Вагоны бросает из стороны в сторону. Разговаривать не легко: попробуй-ка перекричать визг и скрежет железа, превосходящий тот, что оглушает пассажиров трамвая на крутых поворотах старых московских переулков. Читать тоже трудно. Те, у кого газеты, лишь пробегают глазами крупные заголовки. Остальные меланхолически жуют резинку и привычно разглядывают плакаты на стенах: «Сиденья не для того, чтобы ставить на них ноги» и «Будь рыцарем хоть на день» — то есть уступи место женщине или старику.

Майкл, мой спутник, обливается потом. Ему всегда жарко, и я почти уверен, что, попади он на Северный полюс, рука его прежде всего потянется в карман за аккуратно сложенным вчетверо платком, чтобы по привычке промакнуть им лоб.

— Нью-Йорк имеет сабвей с прошлого века! — кричит мне Майкл. — Это старая линия!

Я киваю. Мне давно известно, что нью-йоркцы не гордятся своим метро. Майкл замечает, что одно время поговаривали, будто в вагоны станут подавать охлажденный чистый воздух и при этом повысят плату за проезд, хотя она и так повышалась уже не один раз. Но потом было объявлено, что с вентиляцией все остается по-старому. И с платой тоже. Пока. А там видно будет.

Прокричав все это, он замолкает, обессиленный. Впрочем, я и сам начитался всякой всячины об устаревшем подземном хозяйстве. В тоннелях не раз были пожары. Как-то под кварталами Нижнего Манхэттена столкнулись поезда: из сорока раненых двоих увезли в безнадежном состоянии.

«Унион-сквер!» — рычит невидимый репродуктор.

На этой станции пересекаются подземные линии, и в вагон втискивается упругая толпа. Я хватаюсь за ручку у окна. Майкла прижимают к стойке.

— Однажды в вагоне сабвея возвращался сам Ротшильд с приятелем, тоже миллионером, — говорит Майкл, и лицо его становится очень серьезным. — Они стоят, втиснутые в угол, и вот приятель Ротшильда видит…

Я не слышу, что именно увидел приятель Ротшильда.

— Майкл, доскажете, когда поднимемся наверх, хорошо?


Мой знакомый начинен забавными историями.
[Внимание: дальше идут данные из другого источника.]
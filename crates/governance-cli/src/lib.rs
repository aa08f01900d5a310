//! `govctl`: command-line surface over [`GovernanceApi`].
//!
//! Every command prints its result as pretty JSON on stdout. Logs go to
//! stderr so stdout stays machine-readable.

use std::path::PathBuf;

use anyhow::{anyhow, Context, Result};
use clap::{Args, Parser, Subcommand, ValueEnum};
use governance_core::{
    parse_rfc3339_utc, GovernanceError, HistoryQuery, ParameterDefinition, PolicyEffect, PolicyId,
    PolicyInput, RecordId, SuggestionId, SuggestionState, ValueType,
};
use governance_engine::{load_config, GovernanceApi, ReviewDecision, SubmitSuggestion};
use serde::Serialize;
use serde_json::json;
use tracing_subscriber::{layer::SubscriberExt, util::SubscriberInitExt};

#[derive(Debug, Parser)]
#[command(name = "govctl")]
#[command(about = "Parameter governance CLI")]
pub struct Cli {
    #[arg(long, default_value = "./governance.sqlite3")]
    db: PathBuf,

    /// JSON governance config; defaults apply when the file is absent.
    #[arg(long, default_value = "./governance.json")]
    config: PathBuf,

    #[arg(long, default_value = "warn")]
    log_level: String,

    #[arg(long)]
    log_json: bool,

    #[command(subcommand)]
    command: Command,
}

#[derive(Debug, Subcommand)]
pub enum Command {
    Parameter {
        #[command(subcommand)]
        command: Box<ParameterCommand>,
    },
    Suggestion {
        #[command(subcommand)]
        command: Box<SuggestionCommand>,
    },
    Vote {
        #[command(subcommand)]
        command: Box<VoteCommand>,
    },
    Comment {
        #[command(subcommand)]
        command: Box<CommentCommand>,
    },
    History {
        #[command(subcommand)]
        command: Box<HistoryCommand>,
    },
    Policy {
        #[command(subcommand)]
        command: Box<PolicyCommand>,
    },
    Admin {
        #[command(subcommand)]
        command: Box<AdminCommand>,
    },
    /// Close every open suggestion whose voting deadline has passed.
    Sweep,
}

#[derive(Debug, Subcommand)]
pub enum ParameterCommand {
    List,
    Show(ParameterShowArgs),
}

#[derive(Debug, Args)]
pub struct ParameterShowArgs {
    #[arg(long)]
    id: String,
}

#[derive(Debug, Subcommand)]
pub enum SuggestionCommand {
    Submit(SuggestionSubmitArgs),
    List(SuggestionListArgs),
    Show(SuggestionIdArgs),
    Close(SuggestionCloseArgs),
    Withdraw(SuggestionActorArgs),
}

#[derive(Debug, Args)]
pub struct SuggestionSubmitArgs {
    #[arg(long)]
    parameter: String,
    #[arg(long)]
    value: String,
    #[arg(long, default_value = "")]
    rationale: String,
    #[arg(long)]
    author: String,
}

#[derive(Debug, Args)]
pub struct SuggestionListArgs {
    /// Defaults to open suggestions.
    #[arg(long)]
    state: Option<StateArg>,
    #[arg(long)]
    all: bool,
}

#[derive(Debug, Args)]
pub struct SuggestionIdArgs {
    #[arg(long)]
    id: String,
}

#[derive(Debug, Args)]
pub struct SuggestionActorArgs {
    #[arg(long)]
    id: String,
    #[arg(long)]
    actor: String,
}

#[derive(Debug, Args)]
pub struct SuggestionCloseArgs {
    #[arg(long)]
    id: String,
    #[arg(long)]
    actor: String,
    /// Reviewer-imposed outcome for suggestions under review.
    #[arg(long)]
    decision: Option<DecisionArg>,
}

#[derive(Debug, Subcommand)]
pub enum VoteCommand {
    Cast(VoteCastArgs),
    Tally(SuggestionRefArgs),
}

#[derive(Debug, Args)]
pub struct VoteCastArgs {
    #[arg(long)]
    suggestion: String,
    #[arg(long)]
    voter: String,
    /// affirm, reject or abstain
    #[arg(long)]
    choice: String,
}

#[derive(Debug, Args)]
pub struct SuggestionRefArgs {
    #[arg(long)]
    suggestion: String,
}

#[derive(Debug, Subcommand)]
pub enum CommentCommand {
    Post(CommentPostArgs),
    List(SuggestionRefArgs),
}

#[derive(Debug, Args)]
pub struct CommentPostArgs {
    #[arg(long)]
    suggestion: String,
    #[arg(long)]
    author: String,
    #[arg(long)]
    text: String,
}

#[derive(Debug, Subcommand)]
pub enum HistoryCommand {
    List(HistoryListArgs),
    Show(HistoryShowArgs),
}

#[derive(Debug, Args)]
pub struct HistoryListArgs {
    #[arg(long)]
    parameter: Option<String>,
    #[arg(long)]
    from: Option<String>,
    #[arg(long)]
    to: Option<String>,
    #[arg(long)]
    limit: Option<usize>,
}

#[derive(Debug, Args)]
pub struct HistoryShowArgs {
    #[arg(long)]
    record: String,
}

#[derive(Debug, Subcommand)]
pub enum PolicyCommand {
    List,
    Create(PolicyCreateArgs),
    Update(PolicyUpdateArgs),
    Delete(PolicyDeleteArgs),
    Changes(PolicyChangesArgs),
}

#[derive(Debug, Args)]
pub struct PolicyFields {
    #[arg(long, default_value_t = 100)]
    priority: i64,
    #[arg(long)]
    predicate: String,
    #[arg(long)]
    effect: EffectArg,
    #[arg(long, default_value = "")]
    description: String,
}

#[derive(Debug, Args)]
pub struct PolicyCreateArgs {
    #[command(flatten)]
    fields: PolicyFields,
    #[arg(long)]
    actor: String,
}

#[derive(Debug, Args)]
pub struct PolicyUpdateArgs {
    #[arg(long)]
    id: String,
    #[command(flatten)]
    fields: PolicyFields,
    #[arg(long)]
    actor: String,
}

#[derive(Debug, Args)]
pub struct PolicyDeleteArgs {
    #[arg(long)]
    id: String,
    #[arg(long)]
    actor: String,
}

#[derive(Debug, Args)]
pub struct PolicyChangesArgs {
    #[arg(long)]
    id: Option<String>,
}

#[derive(Debug, Subcommand)]
pub enum AdminCommand {
    Register(AdminRegisterArgs),
    Set(AdminSetArgs),
    Rollback(AdminRollbackArgs),
}

#[derive(Debug, Args)]
pub struct AdminRegisterArgs {
    #[arg(long)]
    id: String,
    #[arg(long)]
    name: String,
    #[arg(long)]
    value: String,
    #[arg(long = "type")]
    value_type: TypeArg,
    #[arg(long)]
    min: Option<i64>,
    #[arg(long)]
    max: Option<i64>,
    /// Register the parameter closed to suggestions.
    #[arg(long)]
    locked: bool,
    #[arg(long, default_value = "")]
    description: String,
    #[arg(long)]
    actor: String,
}

#[derive(Debug, Args)]
pub struct AdminSetArgs {
    #[arg(long)]
    id: String,
    #[arg(long)]
    value: String,
    #[arg(long)]
    actor: String,
}

#[derive(Debug, Args)]
pub struct AdminRollbackArgs {
    #[arg(long)]
    record: String,
    #[arg(long)]
    actor: String,
}

#[derive(Debug, Clone, Copy, ValueEnum)]
pub enum StateArg {
    Open,
    Accepted,
    Rejected,
    Withdrawn,
}

#[derive(Debug, Clone, Copy, ValueEnum)]
pub enum DecisionArg {
    Accept,
    Reject,
}

#[derive(Debug, Clone, Copy, ValueEnum)]
pub enum EffectArg {
    Block,
    RequireReview,
    #[value(name = "none")]
    Informational,
}

#[derive(Debug, Clone, Copy, ValueEnum)]
pub enum TypeArg {
    Boolean,
    Integer,
    String,
    List,
}

/// Installs the stderr log subscriber. A subscriber installed earlier by an
/// embedding host wins.
pub fn init_logging(level: &str, json: bool) {
    let env_filter = tracing_subscriber::EnvFilter::try_from_default_env()
        .unwrap_or_else(|_| level.to_string().into());

    let result = if json {
        tracing_subscriber::registry()
            .with(env_filter)
            .with(tracing_subscriber::fmt::layer().json().with_writer(std::io::stderr))
            .try_init()
    } else {
        tracing_subscriber::registry()
            .with(env_filter)
            .with(tracing_subscriber::fmt::layer().with_writer(std::io::stderr))
            .try_init()
    };
    if let Err(err) = result {
        tracing::debug!(error = %err, "log subscriber already installed");
    }
}

/// Executes the parsed top-level CLI command graph.
///
/// # Errors
/// Returns an error when configuration loading, migration or the command
/// itself fails. Engine failures keep their [`GovernanceError`] so callers can
/// recover the error kind.
pub fn run_cli(cli: Cli) -> Result<()> {
    init_logging(&cli.log_level, cli.log_json);
    let config = load_config(&cli.config)?;
    let api = GovernanceApi::new(&cli.db, config)?;
    api.migrate()?;
    run_command(&api, cli.command)
}

/// Runs one command against an already-migrated engine handle.
///
/// # Errors
/// Returns an error when argument decoding or the engine call fails.
pub fn run_command(api: &GovernanceApi, command: Command) -> Result<()> {
    match command {
        Command::Parameter { command } => match *command {
            ParameterCommand::List => print_json(&api.list_parameters()?),
            ParameterCommand::Show(args) => print_json(&api.get_parameter(&args.id)?),
        },
        Command::Suggestion { command } => run_suggestion(api, *command),
        Command::Vote { command } => match *command {
            VoteCommand::Cast(args) => {
                let suggestion_id = parse_suggestion_id(&args.suggestion)?;
                print_json(&api.cast_vote(suggestion_id, &args.voter, &args.choice)?)
            }
            VoteCommand::Tally(args) => {
                print_json(&api.tally(parse_suggestion_id(&args.suggestion)?)?)
            }
        },
        Command::Comment { command } => match *command {
            CommentCommand::Post(args) => {
                let suggestion_id = parse_suggestion_id(&args.suggestion)?;
                print_json(&api.post_comment(suggestion_id, &args.author, &args.text)?)
            }
            CommentCommand::List(args) => {
                print_json(&api.list_comments(parse_suggestion_id(&args.suggestion)?)?)
            }
        },
        Command::History { command } => match *command {
            HistoryCommand::List(args) => {
                let query = HistoryQuery {
                    parameter_id: args.parameter,
                    from: parse_optional_utc(args.from.as_deref())?,
                    to: parse_optional_utc(args.to.as_deref())?,
                    limit: args.limit,
                };
                print_json(&api.list_history(&query)?)
            }
            HistoryCommand::Show(args) => {
                print_json(&api.get_history_record(parse_record_id(&args.record)?)?)
            }
        },
        Command::Policy { command } => run_policy(api, *command),
        Command::Admin { command } => run_admin(api, *command),
        Command::Sweep => print_json(&api.sweep_expired()?),
    }
}

fn run_suggestion(api: &GovernanceApi, command: SuggestionCommand) -> Result<()> {
    match command {
        SuggestionCommand::Submit(args) => {
            let view = api.submit_suggestion(&SubmitSuggestion {
                parameter_id: args.parameter,
                proposed_value: args.value,
                rationale: args.rationale,
                author: args.author,
            })?;
            print_json(&view)
        }
        SuggestionCommand::List(args) => {
            let state = if args.all {
                None
            } else {
                Some(args.state.map_or(SuggestionState::Open, map_state))
            };
            print_json(&api.list_suggestions(state)?)
        }
        SuggestionCommand::Show(args) => {
            print_json(&api.get_suggestion(parse_suggestion_id(&args.id)?)?)
        }
        SuggestionCommand::Close(args) => {
            let decision = args.decision.map(|value| match value {
                DecisionArg::Accept => ReviewDecision::Accept,
                DecisionArg::Reject => ReviewDecision::Reject,
            });
            let report =
                api.close_suggestion(parse_suggestion_id(&args.id)?, &args.actor, decision)?;
            print_json(&report)
        }
        SuggestionCommand::Withdraw(args) => {
            print_json(&api.withdraw(parse_suggestion_id(&args.id)?, &args.actor)?)
        }
    }
}

fn run_policy(api: &GovernanceApi, command: PolicyCommand) -> Result<()> {
    match command {
        PolicyCommand::List => print_json(&api.list_policies()?),
        PolicyCommand::Create(args) => {
            print_json(&api.create_policy(&policy_input(args.fields), &args.actor)?)
        }
        PolicyCommand::Update(args) => {
            let policy_id = parse_policy_id(&args.id)?;
            print_json(&api.update_policy(policy_id, &policy_input(args.fields), &args.actor)?)
        }
        PolicyCommand::Delete(args) => {
            print_json(&api.delete_policy(parse_policy_id(&args.id)?, &args.actor)?)
        }
        PolicyCommand::Changes(args) => {
            let policy_id = args.id.as_deref().map(parse_policy_id).transpose()?;
            print_json(&api.list_policy_changes(policy_id)?)
        }
    }
}

fn run_admin(api: &GovernanceApi, command: AdminCommand) -> Result<()> {
    match command {
        AdminCommand::Register(args) => {
            let definition = ParameterDefinition {
                parameter_id: args.id,
                name: args.name,
                value: args.value,
                value_type: map_type(args.value_type),
                min_value: args.min,
                max_value: args.max,
                editable: !args.locked,
                description: args.description,
            };
            print_json(&api.register_parameter(&definition, &args.actor)?)
        }
        AdminCommand::Set(args) => {
            print_json(&api.set_parameter(&args.id, &args.value, &args.actor)?)
        }
        AdminCommand::Rollback(args) => {
            print_json(&api.rollback(parse_record_id(&args.record)?, &args.actor)?)
        }
    }
}

/// Structured failure body written to stderr by the binary.
#[must_use]
pub fn error_json(err: &anyhow::Error) -> serde_json::Value {
    let code = err
        .downcast_ref::<GovernanceError>()
        .map_or("cli_error", GovernanceError::kind);
    json!({
        "error": {
            "code": code,
            "message": format!("{err:#}"),
        }
    })
}

fn print_json<T: Serialize>(value: &T) -> Result<()> {
    println!("{}", serde_json::to_string_pretty(value)?);
    Ok(())
}

fn policy_input(fields: PolicyFields) -> PolicyInput {
    PolicyInput {
        priority: fields.priority,
        predicate: fields.predicate,
        effect: match fields.effect {
            EffectArg::Block => PolicyEffect::Block,
            EffectArg::RequireReview => PolicyEffect::RequireReview,
            EffectArg::Informational => PolicyEffect::Informational,
        },
        description: fields.description,
    }
}

fn map_state(value: StateArg) -> SuggestionState {
    match value {
        StateArg::Open => SuggestionState::Open,
        StateArg::Accepted => SuggestionState::Accepted,
        StateArg::Rejected => SuggestionState::Rejected,
        StateArg::Withdrawn => SuggestionState::Withdrawn,
    }
}

fn map_type(value: TypeArg) -> ValueType {
    match value {
        TypeArg::Boolean => ValueType::Boolean,
        TypeArg::Integer => ValueType::Integer,
        TypeArg::String => ValueType::String,
        TypeArg::List => ValueType::List,
    }
}

fn parse_optional_utc(raw: Option<&str>) -> Result<Option<time::OffsetDateTime>> {
    raw.map(|value| parse_rfc3339_utc(value).map_err(|err| anyhow!("invalid timestamp: {err}")))
        .transpose()
}

fn parse_suggestion_id(raw: &str) -> Result<SuggestionId> {
    raw.parse()
        .with_context(|| format!("invalid suggestion id: {raw}"))
}

fn parse_policy_id(raw: &str) -> Result<PolicyId> {
    raw.parse().with_context(|| format!("invalid policy id: {raw}"))
}

fn parse_record_id(raw: &str) -> Result<RecordId> {
    raw.parse().with_context(|| format!("invalid history record id: {raw}"))
}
Он считает, что мне нужно знать, над чем смеются американцы: юмор — душа народа.

Мы с Майклом встречаемся не очень часто: наши свободные часы редко совпадают. Он работает в небольшой библиотеке на окраине Нью-Йорка. Майкл отлично знает русский и делает переводы для журналов. Детей у него нет, он не женат и живет с больной сестрой.
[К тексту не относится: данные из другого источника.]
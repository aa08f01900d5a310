//! Vote counting and pluggable resolution rules.

use serde::{Deserialize, Serialize};

use crate::VoteChoice;

#[derive(Debug, Clone, Copy, Default, Serialize, Deserialize, PartialEq, Eq)]
pub struct Tally {
    pub affirm: u32,
    pub reject: u32,
    pub abstain: u32,
    pub distinct_voters: u32,
}

impl Tally {
    /// Counts one choice per voter; callers pass the latest vote of each voter.
    pub fn from_choices<I>(choices: I) -> Self
    where
        I: IntoIterator<Item = VoteChoice>,
    {
        let mut tally = Self::default();
        for choice in choices {
            tally.record(choice);
        }
        tally
    }

    pub fn record(&mut self, choice: VoteChoice) {
        match choice {
            VoteChoice::Affirm => self.affirm = self.affirm.saturating_add(1),
            VoteChoice::Reject => self.reject = self.reject.saturating_add(1),
            VoteChoice::Abstain => self.abstain = self.abstain.saturating_add(1),
        }
        self.distinct_voters = self.distinct_voters.saturating_add(1);
    }
}

#[derive(Debug, Clone, Copy, Serialize, Deserialize, PartialEq, Eq)]
#[serde(rename_all = "snake_case")]
pub enum RejectionReason {
    QuorumNotMet,
    Tie,
    MajorityAgainst,
    SupermajorityNotReached,
}

impl RejectionReason {
    #[must_use]
    pub fn as_str(self) -> &'static str {
        match self {
            Self::QuorumNotMet => "quorum-not-met",
            Self::Tie => "tie-status-quo",
            Self::MajorityAgainst => "majority-against",
            Self::SupermajorityNotReached => "supermajority-not-reached",
        }
    }
}

#[derive(Debug, Clone, Copy, Serialize, Deserialize, PartialEq, Eq)]
#[serde(tag = "decision", content = "reason", rename_all = "snake_case")]
pub enum Decision {
    Accepted,
    Rejected(RejectionReason),
}

impl Decision {
    #[must_use]
    pub fn reason(self) -> &'static str {
        match self {
            Self::Accepted => "majority-affirm",
            Self::Rejected(reason) => reason.as_str(),
        }
    }
}

/// Turns a tally into an outcome. Implementations MUST be pure: the same
/// tally always yields the same decision.
pub trait ResolutionRule: Send + Sync + std::fmt::Debug {
    fn name(&self) -> &'static str;
    fn resolve(&self, tally: &Tally) -> Decision;
}

/// Accept iff at least `quorum` distinct voters took part and affirm
/// strictly outnumbers reject. Ties reject.
#[derive(Debug, Clone, Copy, PartialEq, Eq)]
pub struct MajorityWithQuorum {
    pub quorum: u32,
}

impl ResolutionRule for MajorityWithQuorum {
    fn name(&self) -> &'static str {
        "majority_with_quorum"
    }

    fn resolve(&self, tally: &Tally) -> Decision {
        if tally.distinct_voters < self.quorum {
            return Decision::Rejected(RejectionReason::QuorumNotMet);
        }
        match tally.affirm.cmp(&tally.reject) {
            std::cmp::Ordering::Greater => Decision::Accepted,
            std::cmp::Ordering::Equal => Decision::Rejected(RejectionReason::Tie),
            std::cmp::Ordering::Less => Decision::Rejected(RejectionReason::MajorityAgainst),
        }
    }
}

/// Accept iff quorum is met and affirm holds at least `ratio` of the
/// decisive (non-abstaining) votes. Abstentions count toward quorum only.
#[derive(Debug, Clone, Copy, PartialEq)]
pub struct Supermajority {
    pub quorum: u32,
    pub ratio: f64,
}

impl ResolutionRule for Supermajority {
    fn name(&self) -> &'static str {
        "supermajority"
    }

    fn resolve(&self, tally: &Tally) -> Decision {
        if tally.distinct_voters < self.quorum {
            return Decision::Rejected(RejectionReason::QuorumNotMet);
        }
        if tally.affirm == tally.reject {
            return Decision::Rejected(RejectionReason::Tie);
        }
        let decisive = f64::from(tally.affirm) + f64::from(tally.reject);
        if tally.affirm > tally.reject && f64::from(tally.affirm) >= self.ratio * decisive {
            Decision::Accepted
        } else {
            Decision::Rejected(RejectionReason::SupermajorityNotReached)
        }
    }
}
Майкл высок, грузен, почти толст. Мне кажется, что если ему надеть старинные очки и вместо пиджака обрядить в старинный фрак, то в нем обнаружится сходство с Пьером Безуховым.

Пока вагоны подземки, дергаясь, скрежеща и вынуждая нас к молчанию, бегут от станции к станции, давайте уточним кое-что из истории с географией.
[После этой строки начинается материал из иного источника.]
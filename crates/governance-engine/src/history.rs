use governance_core::{GovernanceError, HistoryQuery, HistoryRecord, RecordId};

use crate::GovernanceApi;

impl GovernanceApi {
    /// Ledger entries ordered by `resolved_at`, then subject reference.
    ///
    /// # Errors
    /// Returns [`GovernanceError::Validation`] for an inverted time range.
    pub fn list_history(&self, query: &HistoryQuery) -> Result<Vec<HistoryRecord>, GovernanceError> {
        query.validate()?;
        self.read(|store| Ok(store.list_history(query)?))
    }

    /// # Errors
    /// Returns [`GovernanceError::HistoryRecordNotFound`] for unknown ids.
    pub fn get_history_record(&self, record_id: RecordId) -> Result<HistoryRecord, GovernanceError> {
        self.read(|store| {
            Ok(store
                .get_history_record(record_id)?
                .ok_or(GovernanceError::HistoryRecordNotFound(record_id))?)
        })
    }
}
Мы едем к южной оконечности острова Манхэттен. В городском музее есть гравюра первого голландского поселения на этом месте: стены основанного в 1626 году форта Новый Амстердам, ветряная мельница. На другой гравюре — лодка с индейцами, украшенными перьями. Навстречу ей — шлюпка с купцами и воинами. Весь остров поселенцы хитро и ловко купили у индейцев за бесценок, положив начало бизнесу, на тех же моральных устоях процветающему здесь и поныне.

Но до того как индейцы-ирокезы в память о сделке назвали остров на своем языке «Манхэттен», что в вольном переводе означает «нас надули», были и другие события. История сохранила нам имена Веррацано и Гудзона.

Синьор Джованни Веррацано, флорентинец на французской службе, промышлял пиратством. Он кончил дни на виселице: испанцы не простили ему захвата кораблей с сокровищами, награбленными Кортесом в Мексике. Веррацано был первым европейцем, вошедшим в 1524 году в устье неизвестной большой реки, в водах которой отражаются сегодня небоскребы Манхэттена.

Этой реке дал свое имя Генри Гудзон, желчный капитан, плохо ладивший с экипажем. На корабле голландской Ост-Индской компании он искал северный путь для торговли с Азией и принял было реку за желанный пролив.

Итак, основателями Нью-Йорка были голландцы. Как они выглядели, можно увидеть и сегодня: их восковые фигуры в коричневых куртках и шляпах начала XVII века выставляются для рекламы в окнах некоторых пивных и ресторанов.

Американский писатель Вашингтон Ирвинг в начале прошлого века выпустил сатирическую «Историю Нью-Йорка», написанную от имени некоего Дитриха Никербокера. Книга имела успех. Писатель признавался потом, как он был изумлен, узнав, что только из его повествования большинство нью-йоркцев впервые услышали о голландском происхождении своего города. «Папаша Никербокер» стал чуть не символом Нью-Йорка.